Re: Question on $@ vs $@$@

[Greg Wooledge]

On Fri, Aug 23, 2024 at 01:28:49 +0200, Steffen Nurpmeso wrote:
>   a() { echo $#,1=$1,2=$2,"$*",$*,; }
>   set -- a b c
>   echo 2
>   IFS=:; echo "$*"$*; a $* "$*";

Your printing function "a" is highly questionable.  It's got unquoted
word expansions that'll do who knows what, and it's also using echo
which may interpret contents and alter them.

If you want to see the arguments given, I recommend this instead (assuming
bash):

args() {
    if (($#)); then
        printf '%d args:' "$#"
        printf ' <%s>' "$@"
        echo
    else
        echo "0 args"
    fi
}

If you need it to work in sh, replace (($#)) with something like
test "$#" != 0.  You could also write a script named args which performs
the same steps, so that it can be invoked from anywhere.  Here's mine:


hobbit:~$ cat bin/args
#!/bin/sh
printf "%d args:" "$#"
test "$#" -gt 0 && printf " <%s>" "$@"
echo


> Why does bash (aka sh(1)) word splits
> 
>   IFS=:; echo "$*"$*; a $* "$*";
>                         ^
>                         this
> 
> unquoted $* at SPACE into three different tokens?

Unquoted $* is expanded in three passes.  The first pass generates one word
per parameter.  The second pass applies word-splitting (based on IFS) to
each word.  The third pass applies globbing (pathname expansion) to each
of *those* words.

So, you're expanding $* to <a> <b> <c>.  Since none of those words
contains any IFS characters, or any globbing characters, that's the
final list.

You're therefore calling a with 4 parameters:

    a "a" "b" "c" "a:b:c"

> then bash gives me
> 
>   2
>   a:b:ca b c
>   4,1=a,2=b,a:b:c:a:b:c,a b c a b c,

Your printing function contains an unquoted $*, so we repeat the same
procedure.  You have 4 parameters, so $* is first expanded to a list
of one word per parameter: <a> <b> <c> <a:b:c>.

Next, since IFS is set to : at this point, the fourth word is split into
a new list of words, and now you have <a> <b> <c> <a> <b> <c>.

Finally, globbing would apply.  In this case, there are no globbing
characters, so no further changes occur.

Ultimately, you call echo with the following arguments:

    echo "4,1=a,2=b,a:b:c:a:b:c,a" "b" "c" "a" "b" "c,"
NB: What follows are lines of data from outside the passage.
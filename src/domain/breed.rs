// ==========================================
// 家禽杂交预测系统 - 品种性状记录
// ==========================================
// 职责: 定义品种目录中的记录结构（只读）
// 序列化格式: camelCase（与目录 JSON 一致）
// ==========================================

use crate::domain::types::{
    AbilityLevel, BodySize, Broodiness, BreedCategory, CombType, ConservationStatus, Dominance,
    Temperament,
};
use serde::{Deserialize, Serialize};

// ==========================================
// BreedTraitRecord - 品种性状记录
// ==========================================
/// 品种目录中的一条记录
///
/// 进程启动时从目录加载一次，之后不再修改
#[derive(Debug, Clone, PartialEq, Serialize, Deserialize)]
#[serde(rename_all = "camelCase")]
pub struct BreedTraitRecord {
    pub id: String,
    pub name: String,
    pub category: BreedCategory,
    pub origin: String,
    #[serde(default)]
    pub description: String,
    pub conservation_status: ConservationStatus,
    pub physical_traits: PhysicalTraits,
    pub production_traits: ProductionTraits,
    pub behavior_traits: BehaviorTraits,
    #[serde(default)]
    pub genetic_traits: Vec<GeneticTrait>,
    pub pricing: Pricing,
    #[serde(default, skip_serializing_if = "Option::is_none")]
    pub image_url: Option<String>,
    #[serde(default)]
    pub is_exotic: bool,
}

// ==========================================
// PhysicalTraits - 外观性状
// ==========================================
#[derive(Debug, Clone, PartialEq, Serialize, Deserialize)]
#[serde(rename_all = "camelCase")]
pub struct PhysicalTraits {
    pub feather_color: String,
    pub comb_type: CombType,
    pub body_size: BodySize,
    pub leg_color: String,
    pub skin_color: String,
    pub egg_color: String,
    #[serde(default, skip_serializing_if = "Option::is_none")]
    pub pattern: Option<String>,
}

// ==========================================
// ProductionTraits - 生产性状
// ==========================================
#[derive(Debug, Clone, PartialEq, Serialize, Deserialize)]
#[serde(rename_all = "camelCase")]
pub struct ProductionTraits {
    pub egg_production_min: u32, // 年产蛋量下限（枚）
    pub egg_production_max: u32, // 年产蛋量上限（枚）
    pub egg_size_oz: f64,        // 蛋重（盎司）
    pub meat_weight: f64,        // 体重（磅）
    pub feed_conversion: f64,    // 料肉比（越低越好）
    pub broodiness: Broodiness,
    pub maturity_weeks: u32, // 开产周龄
}

// ==========================================
// BehaviorTraits - 行为与适应性状
// ==========================================
#[derive(Debug, Clone, PartialEq, Serialize, Deserialize)]
#[serde(rename_all = "camelCase")]
pub struct BehaviorTraits {
    pub temperament: Temperament,
    pub cold_hardiness: u8,     // 1-5
    pub heat_tolerance: u8,     // 1-5
    pub foraging: AbilityLevel,
    pub confinement_tolerance: AbilityLevel,
    pub disease_resistance: u8, // 1-5
}

// ==========================================
// Pricing - 价格区间
// ==========================================
#[derive(Debug, Clone, PartialEq, Serialize, Deserialize)]
#[serde(rename_all = "camelCase")]
pub struct Pricing {
    pub day_old_chick_min: f64,
    pub day_old_chick_max: f64,
    pub started_pullet_min: f64,
    pub started_pullet_max: f64,
    pub breeding_quality_min: f64,
    pub breeding_quality_max: f64,
    #[serde(default, skip_serializing_if = "Option::is_none")]
    pub show_quality_min: Option<f64>,
    #[serde(default, skip_serializing_if = "Option::is_none")]
    pub show_quality_max: Option<f64>,
    #[serde(default = "default_rarity_premium")]
    pub rarity_premium: f64,
}

fn default_rarity_premium() -> f64 {
    1.0
}

// ==========================================
// GeneticTrait - 目录中的已知基因位点
// ==========================================
/// 目录附带的位点说明，仅供展示，不参与杂交计算
#[derive(Debug, Clone, PartialEq, Serialize, Deserialize)]
#[serde(rename_all = "camelCase")]
pub struct GeneticTrait {
    pub gene: String,
    pub allele1: String,
    pub allele2: String,
    pub dominance: Dominance,
    pub expression: String,
}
echo doesn't care about IFS, so it writes these arguments with spaces
between them, and therefore you see the output that you see.

Unquoted $* and $@ are almost always errors.  You should not use them
without an extremely good reason.

In 90% of cases, what you want is "$@" which preserves the parameter
list.  In 9% of cases, you want "$*" which concatenates all the
parameters together into a single string, for reporting.